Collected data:
*** Block opens ***
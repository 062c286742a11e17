// Serial pin bridge to the motor driver board
//
// The board runs a small firmware that executes pin writes on our behalf.
// Packet format: [0xFF, 0xFF, Pin, Length, Instruction, Params..., Checksum]
// Writes are fire-and-forget; the board sends no status packets back.

use embedded_hal::digital::{self, OutputPin, PinState};
use embedded_hal::pwm::{self, SetDutyCycle};
use serialport::{self, SerialPort};
use std::io::Write;
use std::sync::{Arc, Mutex};
use std::time::Duration;
use tracing::debug;

use super::tb6612::DriverPins;
use crate::config::PinMap;

/// Default serial configuration for the bridge
pub const DEFAULT_TIMEOUT_MS: u64 = 100;

/// Packet header bytes
const HEADER: [u8; 2] = [0xFF, 0xFF];

/// Instruction set
#[repr(u8)]
#[derive(Debug, Clone, Copy)]
pub enum Instruction {
    PinModeOutput = 0x01,
    DigitalWrite = 0x02,
    AnalogWrite = 0x03,
}

/// Error types for bridge communication
#[derive(Debug, thiserror::Error)]
pub enum BridgeError {
    #[error("Serial port error: {0}")]
    Serial(#[from] serialport::Error),

    #[error("IO error: {0}")]
    Io(#[from] std::io::Error),

    #[error("Bridge lock poisoned")]
    Poisoned,
}

impl digital::Error for BridgeError {
    fn kind(&self) -> digital::ErrorKind {
        digital::ErrorKind::Other
    }
}

impl pwm::Error for BridgeError {
    fn kind(&self) -> pwm::ErrorKind {
        pwm::ErrorKind::Other
    }
}

pub type Result<T> = std::result::Result<T, BridgeError>;

/// Pin bridge over a byte stream, normally a serial port
pub struct PinBridge<W: Write = Box<dyn SerialPort>> {
    port: W,
}

impl PinBridge {
    /// Open a connection to the bridge
    pub fn open(port_name: &str, baudrate: u32) -> Result<Self> {
        let port = serialport::new(port_name, baudrate)
            .timeout(Duration::from_millis(DEFAULT_TIMEOUT_MS))
            .open()?;

        Ok(Self { port })
    }
}

impl<W: Write> PinBridge<W> {
    /// Wrap an already open stream
    pub fn from_writer(port: W) -> Self {
        Self { port }
    }

    /// Put every pin of `map` in output mode and hand out one handle per
    /// driver input, all sharing this bridge.
    pub fn into_driver_pins(
        mut self,
        map: &PinMap,
        max_duty: u16,
    ) -> Result<DriverPins<BridgePin<W>, BridgePwm<W>>> {
        for pin in map.all() {
            debug!("Pin {} -> output", pin);
            self.send(pin, Instruction::PinModeOutput, &[])?;
        }

        let bridge = Arc::new(Mutex::new(self));
        let pin = |pin| BridgePin {
            bridge: Arc::clone(&bridge),
            pin,
        };
        let pwm = |pin| BridgePwm {
            bridge: Arc::clone(&bridge),
            pin,
            max_duty,
        };

        Ok(DriverPins {
            ain1: pin(map.ain1),
            ain2: pin(map.ain2),
            bin1: pin(map.bin1),
            bin2: pin(map.bin2),
            standby: pin(map.standby),
            pwm_left: pwm(map.pwm_left),
            pwm_right: pwm(map.pwm_right),
        })
    }

    /// Calculate checksum for a packet (excluding header)
    fn checksum(data: &[u8]) -> u8 {
        let sum: u16 = data.iter().map(|&b| b as u16).sum();
        (!sum & 0xFF) as u8
    }

    /// Build a packet with header and checksum
    fn build_packet(pin: u8, instruction: Instruction, params: &[u8]) -> Vec<u8> {
        let length = (params.len() + 2) as u8; // params + instruction + checksum
        let mut packet = Vec::with_capacity(6 + params.len());

        packet.extend_from_slice(&HEADER);
        packet.push(pin);
        packet.push(length);
        packet.push(instruction as u8);
        packet.extend_from_slice(params);

        // Checksum over pin, length, instruction, params
        let checksum_data = &packet[2..];
        packet.push(Self::checksum(checksum_data));

        packet
    }

    fn send(&mut self, pin: u8, instruction: Instruction, params: &[u8]) -> Result<()> {
        let packet = Self::build_packet(pin, instruction, params);
        self.port.write_all(&packet)?;
        self.port.flush()?;
        Ok(())
    }
}

fn with_bridge<W: Write>(
    bridge: &Mutex<PinBridge<W>>,
    f: impl FnOnce(&mut PinBridge<W>) -> Result<()>,
) -> Result<()> {
    let mut bridge = bridge.lock().map_err(|_| BridgeError::Poisoned)?;
    f(&mut bridge)
}

/// Digital output on the far side of the bridge
pub struct BridgePin<W: Write = Box<dyn SerialPort>> {
    bridge: Arc<Mutex<PinBridge<W>>>,
    pin: u8,
}

impl<W: Write> digital::ErrorType for BridgePin<W> {
    type Error = BridgeError;
}

impl<W: Write> OutputPin for BridgePin<W> {
    fn set_low(&mut self) -> Result<()> {
        self.set_state(PinState::Low)
    }

    fn set_high(&mut self) -> Result<()> {
        self.set_state(PinState::High)
    }

    fn set_state(&mut self, state: PinState) -> Result<()> {
        let value = match state {
            PinState::Low => 0,
            PinState::High => 1,
        };
        with_bridge(&self.bridge, |b| b.send(self.pin, Instruction::DigitalWrite, &[value]))
    }
}

/// PWM output on the far side of the bridge
pub struct BridgePwm<W: Write = Box<dyn SerialPort>> {
    bridge: Arc<Mutex<PinBridge<W>>>,
    pin: u8,
    max_duty: u16,
}

impl<W: Write> pwm::ErrorType for BridgePwm<W> {
    type Error = BridgeError;
}

impl<W: Write> SetDutyCycle for BridgePwm<W> {
    fn max_duty_cycle(&self) -> u16 {
        self.max_duty
    }

    /// Duty is sent as two bytes, little-endian
    fn set_duty_cycle(&mut self, duty: u16) -> Result<()> {
        with_bridge(&self.bridge, |b| {
            b.send(self.pin, Instruction::AnalogWrite, &duty.to_le_bytes())
        })
    }
}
*** Block closes ***
Exercise objective: Take the line above containing "impl<W: Write> pwm::ErrorType", the line containing "two bytes, little-endian", and all lines in between, and copy them exactly without anything else.

Response box:
impl<W: Write> pwm::ErrorType for BridgePwm<W> {
    type Error = BridgeError;
}

impl<W: Write> SetDutyCycle for BridgePwm<W> {
    fn max_duty_cycle(&self) -> u16 {
        self.max_duty
    }

    /// Duty is sent as two bytes, little-endian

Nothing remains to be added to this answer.